WHAT NEEDS TO BE DONE —
Output, without alteration, the first line of the entries and each line after it, stopping with the line that contains "u32, height: u32".

── INPUT DATA ──

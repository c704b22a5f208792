//! Streaming downloads of single files and zipped directories.
//!
//! This module provides:
//! - [`DownloadablePayload`]: content type, file name and a deferred stream factory
//! - [`PayloadStream`]: the opened byte stream, with an optional cleanup action
//! - [`DownloadService`]: builds payloads for files and directories
//!
//! Nothing is read until [`DownloadablePayload::open`] is called. Directory
//! downloads build a temporary zip archive up front; the archive is deleted
//! when the stream is dropped, or with the payload if it is never opened.

use std::fmt;
use std::fs::{self, File};
use std::io::{self, Read};
use std::path::{Path, PathBuf};

use tempfile::TempPath;
use thiserror::Error;
use tracing::{debug, info, warn};
use walkdir::WalkDir;
use zip::write::SimpleFileOptions;
use zip::{CompressionMethod, ZipWriter};

use super::browser::is_hidden;
use super::resolver::{PathResolver, SecurityError};

/// Content type of directory archives.
pub const ZIP_CONTENT_TYPE: &str = "application/zip";

/// Fallback content type for unrecognized binary content.
pub const OCTET_STREAM: &str = "application/octet-stream";

/// Number of leading bytes inspected for MIME detection.
const SNIFF_LEN: u64 = 8192;

/// Errors that can occur while preparing or opening a download.
#[derive(Debug, Error)]
pub enum TransferError {
    /// The path was rejected by the resolver.
    #[error(transparent)]
    Security(#[from] SecurityError),

    /// The requested path does not exist.
    #[error("file not found: {0}")]
    NotFound(String),

    /// A file was expected but the path is a directory.
    #[error("path is a directory: {0}")]
    IsADirectory(String),

    /// A directory was expected.
    #[error("path is not a directory: {0}")]
    NotADirectory(String),

    /// Thumbnail bounds must be positive.
    #[error("invalid thumbnail size {width}x{height}")]
    InvalidDimensions { width: u32, height: u32 },

    /// The image format cannot be thumbnailed.
    #[error("unsupported image format: {0}")]
    UnsupportedFormat(String),

    /// IO error.
    #[error("IO error: {0}")]
    Io(#[from] io::Error),

    /// Directory walk error.
    #[error("walk error: {0}")]
    Walk(#[from] walkdir::Error),

    /// Archive writer error.
    #[error("archive error: {0}")]
    Archive(#[from] zip::result::ZipError),

    /// Image codec error.
    #[error("image error: {0}")]
    Image(#[from] image::ImageError),
}

type Cleanup = Box<dyn FnOnce() + Send>;
type StreamFactory = Box<dyn FnOnce() -> Result<PayloadStream, TransferError> + Send>;

/// An opened download stream.
///
/// If a cleanup action is attached it runs exactly once, when the stream is
/// dropped, whether the consumer read everything or gave up early.
pub struct PayloadStream {
    reader: Box<dyn Read + Send>,
    cleanup: Option<Cleanup>,
}

impl PayloadStream {
    /// Wrap a reader with no cleanup action.
    pub fn new(reader: impl Read + Send + 'static) -> Self {
        Self {
            reader: Box::new(reader),
            cleanup: None,
        }
    }

    /// Wrap a reader and run `cleanup` once the stream is released.
    pub fn with_cleanup(
        reader: impl Read + Send + 'static,
        cleanup: impl FnOnce() + Send + 'static,
    ) -> Self {
        Self {
            reader: Box::new(reader),
            cleanup: Some(Box::new(cleanup)),
        }
    }

    /// Release the stream now.
    pub fn close(self) {}
}

impl Read for PayloadStream {
    fn read(&mut self, buf: &mut [u8]) -> io::Result<usize> {
        self.reader.read(buf)
    }
}

impl Drop for PayloadStream {
    fn drop(&mut self) {
        // Close the reader before cleanup so the backing file is released.
        self.reader = Box::new(io::empty());
        if let Some(cleanup) = self.cleanup.take() {
            cleanup();
        }
    }
}

impl fmt::Debug for PayloadStream {
    fn fmt(&self, f: &mut fmt::Formatter<'_>) -> fmt::Result {
        f.debug_struct("PayloadStream")
            .field("has_cleanup", &self.cleanup.is_some())
            .finish()
    }
}

/// A download that has not been opened yet.
pub struct DownloadablePayload {
    content_type: String,
    filename: String,
    factory: StreamFactory,
}

impl DownloadablePayload {
    /// Create a payload whose stream is produced by `factory` on demand.
    pub fn new(
        content_type: impl Into<String>,
        filename: impl Into<String>,
        factory: impl FnOnce() -> Result<PayloadStream, TransferError> + Send + 'static,
    ) -> Self {
        Self {
            content_type: content_type.into(),
            filename: filename.into(),
            factory: Box::new(factory),
        }
    }

    /// MIME type of the content.
    pub fn content_type(&self) -> &str {
        &self.content_type
    }

    /// Suggested file name for the download.
    pub fn filename(&self) -> &str {
        &self.filename
    }

    /// Open the stream. The payload is consumed; it can be opened only once.
    pub fn open(self) -> Result<PayloadStream, TransferError> {
        (self.factory)()
    }
}

impl fmt::Debug for DownloadablePayload {
    fn fmt(&self, f: &mut fmt::Formatter<'_>) -> fmt::Result {
        f.debug_struct("DownloadablePayload")
            .field("content_type", &self.content_type)
            .field("filename", &self.filename)
            .finish()
    }
}

/// Builds download payloads for files and directories.
#[derive(Debug, Clone)]
pub struct DownloadService {
    resolver: PathResolver,
    temp_dir: PathBuf,
    include_hidden: bool,
}

impl DownloadService {
    /// Create a download service writing archives to the system temp dir.
    pub fn new(resolver: PathResolver) -> Self {
        Self {
            resolver,
            temp_dir: std::env::temp_dir(),
            include_hidden: false,
        }
    }

    /// Set the directory for temporary archives.
    pub fn with_temp_dir(mut self, temp_dir: PathBuf) -> Self {
        self.temp_dir = temp_dir;
        self
    }

    /// Set whether hidden files are put into directory archives.
    pub fn include_hidden(mut self, include: bool) -> Self {
        self.include_hidden = include;
        self
    }

    /// Prepare a single file for download.
    ///
    /// The content type is detected from the file's leading bytes. The file
    /// itself is opened only when the payload is opened.
    pub fn download(&self, path: &str) -> Result<DownloadablePayload, TransferError> {
        let real = self.resolver.resolve(path)?;

        let metadata = fs::metadata(&real).map_err(|e| {
            if e.kind() == io::ErrorKind::NotFound {
                TransferError::NotFound(path.to_string())
            } else {
                TransferError::Io(e)
            }
        })?;

        if metadata.is_dir() {
            return Err(TransferError::IsADirectory(path.to_string()));
        }

        let content_type = sniff_content_type(&real)?;
        let filename = real
            .file_name()
            .map(|n| n.to_string_lossy().into_owned())
            .unwrap_or_default();

        debug!(path, content_type = %content_type, "Prepared file download");

        Ok(DownloadablePayload::new(content_type, filename, move || {
            let file = File::open(&real)?;
            Ok(PayloadStream::new(file))
        }))
    }

    /// Zip every file under `directory` and prepare the archive for download.
    ///
    /// Entries are named by their path relative to the real root. The
    /// archive is complete when this returns; a failure while building it
    /// removes the partial file. Symbolic links are not followed, so linked
    /// files and directories are left out.
    pub fn download_directory(
        &self,
        directory: &str,
    ) -> Result<DownloadablePayload, TransferError> {
        let real = self.resolver.resolve(directory)?;

        if !real.is_dir() {
            return Err(TransferError::NotADirectory(directory.to_string()));
        }

        let (temp_path, entries) =
            self.stage_archive(|file, archive| self.write_archive(&real, file, archive))?;

        info!(directory, entries, archive = ?temp_path, "Built directory archive");

        let filename = format!("{}.zip", archive_stem(directory, &real));
        Ok(DownloadablePayload::new(ZIP_CONTENT_TYPE, filename, move || {
            let file = File::open(&temp_path)?;
            Ok(PayloadStream::with_cleanup(file, move || remove_archive(temp_path)))
        }))
    }

    /// Create a temporary archive file and fill it with `write`.
    ///
    /// The file is deleted if `write` fails.
    fn stage_archive<F>(&self, write: F) -> Result<(TempPath, usize), TransferError>
    where
        F: FnOnce(&File, &Path) -> Result<usize, TransferError>,
    {
        let archive = tempfile::Builder::new()
            .prefix("roxyfs-")
            .suffix(".zip")
            .tempfile_in(&self.temp_dir)?;

        let entries = match write(archive.as_file(), archive.path()) {
            Ok(entries) => entries,
            Err(e) => {
                warn!(archive = ?archive.path(), error = %e, "Discarding partial archive");
                return Err(e);
            }
        };

        Ok((archive.into_temp_path(), entries))
    }

    fn write_archive(
        &self,
        source: &Path,
        file: &File,
        archive_path: &Path,
    ) -> Result<usize, TransferError> {
        let mut writer = ZipWriter::new(file);
        let options = SimpleFileOptions::default().compression_method(CompressionMethod::Deflated);

        // The archive itself may live under `source`.
        let archive_real =
            fs::canonicalize(archive_path).unwrap_or_else(|_| archive_path.to_path_buf());
        let is_archive = |path: &Path| path == archive_path || path == archive_real;

        let include_hidden = self.include_hidden;
        let walker = WalkDir::new(source)
            .follow_links(false)
            .sort_by_file_name()
            .into_iter()
            .filter_entry(move |e| e.depth() == 0 || include_hidden || !is_hidden(e.file_name()));

        let mut entries = 0;
        for entry in walker {
            let entry = entry?;
            if !entry.file_type().is_file() || is_archive(entry.path()) {
                continue;
            }

            let name = self
                .resolver
                .relative_to_root(entry.path())
                .unwrap_or_else(|| relative_name(source, entry.path()));

            writer.start_file(name, options)?;
            let mut input = File::open(entry.path())?;
            io::copy(&mut input, &mut writer)?;
            entries += 1;
        }

        writer.finish()?;
        Ok(entries)
    }
}

/// Detect the MIME type of a file from its leading bytes.
pub fn sniff_content_type(path: &Path) -> io::Result<String> {
    let mut head = Vec::new();
    File::open(path)?.take(SNIFF_LEN).read_to_end(&mut head)?;
    Ok(content_type_of(&head))
}

/// MIME type for a buffer of leading file content.
///
/// Known binary signatures win; otherwise empty content, UTF-8 text and
/// arbitrary binary data are told apart.
pub fn content_type_of(head: &[u8]) -> String {
    if let Some(kind) = infer::get(head) {
        return kind.mime_type().to_string();
    }

    if head.is_empty() {
        return "application/x-empty".to_string();
    }

    match std::str::from_utf8(head) {
        Ok(_) => "text/plain".to_string(),
        // A multi-byte character cut off by the sniff window.
        Err(e) if e.error_len().is_none() => "text/plain".to_string(),
        Err(_) => OCTET_STREAM.to_string(),
    }
}

fn remove_archive(temp_path: TempPath) {
    let path = temp_path.to_path_buf();
    match temp_path.close() {
        Ok(()) => debug!(archive = ?path, "Removed temporary archive"),
        Err(e) => warn!(archive = ?path, error = %e, "Failed to remove temporary archive"),
    }
}

/// Name of the archive for `directory`, without the `.zip` extension.
///
/// The root of a `/` virtual prefix has no virtual name, so the real
/// directory's name is used instead.
fn archive_stem(directory: &str, real: &Path) -> String {
    match base_name(directory) {
        "" => real
            .file_name()
            .map(|n| n.to_string_lossy().into_owned())
            .unwrap_or_else(|| "archive".to_string()),
        name => name.to_string(),
    }
}

/// Last segment of a virtual path.
fn base_name(virtual_path: &str) -> &str {
    virtual_path
        .trim_end_matches('/')
        .rsplit('/')
        .next()
        .unwrap_or(virtual_path)
}

fn relative_name(base: &Path, path: &Path) -> String {
    path.strip_prefix(base)
        .unwrap_or(path)
        .components()
        .map(|c| c.as_os_str().to_string_lossy().into_owned())
        .collect::<Vec<_>>()
        .join("/")
}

───

OUTPUT OF THE EXERCISE —
repository c704b22a5f208792
//! Streaming downloads of single files and zipped directories.
//!
//! This module provides:
//! - [`DownloadablePayload`]: content type, file name and a deferred stream factory
//! - [`PayloadStream`]: the opened byte stream, with an optional cleanup action
//! - [`DownloadService`]: builds payloads for files and directories
//!
//! Nothing is read until [`DownloadablePayload::open`] is called. Directory
//! downloads build a temporary zip archive up front; the archive is deleted
//! when the stream is dropped, or with the payload if it is never opened.

use std::fmt;
use std::fs::{self, File};
use std::io::{self, Read};
use std::path::{Path, PathBuf};

use tempfile::TempPath;
use thiserror::Error;
use tracing::{debug, info, warn};
use walkdir::WalkDir;
use zip::write::SimpleFileOptions;
use zip::{CompressionMethod, ZipWriter};

use super::browser::is_hidden;
use super::resolver::{PathResolver, SecurityError};

/// Content type of directory archives.
pub const ZIP_CONTENT_TYPE: &str = "application/zip";

/// Fallback content type for unrecognized binary content.
pub const OCTET_STREAM: &str = "application/octet-stream";

/// Number of leading bytes inspected for MIME detection.
const SNIFF_LEN: u64 = 8192;

/// Errors that can occur while preparing or opening a download.
#[derive(Debug, Error)]
pub enum TransferError {
    /// The path was rejected by the resolver.
    #[error(transparent)]
    Security(#[from] SecurityError),

    /// The requested path does not exist.
    #[error("file not found: {0}")]
    NotFound(String),

    /// A file was expected but the path is a directory.
    #[error("path is a directory: {0}")]
    IsADirectory(String),

    /// A directory was expected.
    #[error("path is not a directory: {0}")]
    NotADirectory(String),

    /// Thumbnail bounds must be positive.
    #[error("invalid thumbnail size {width}x{height}")]
    InvalidDimensions { width: u32, height: u32 },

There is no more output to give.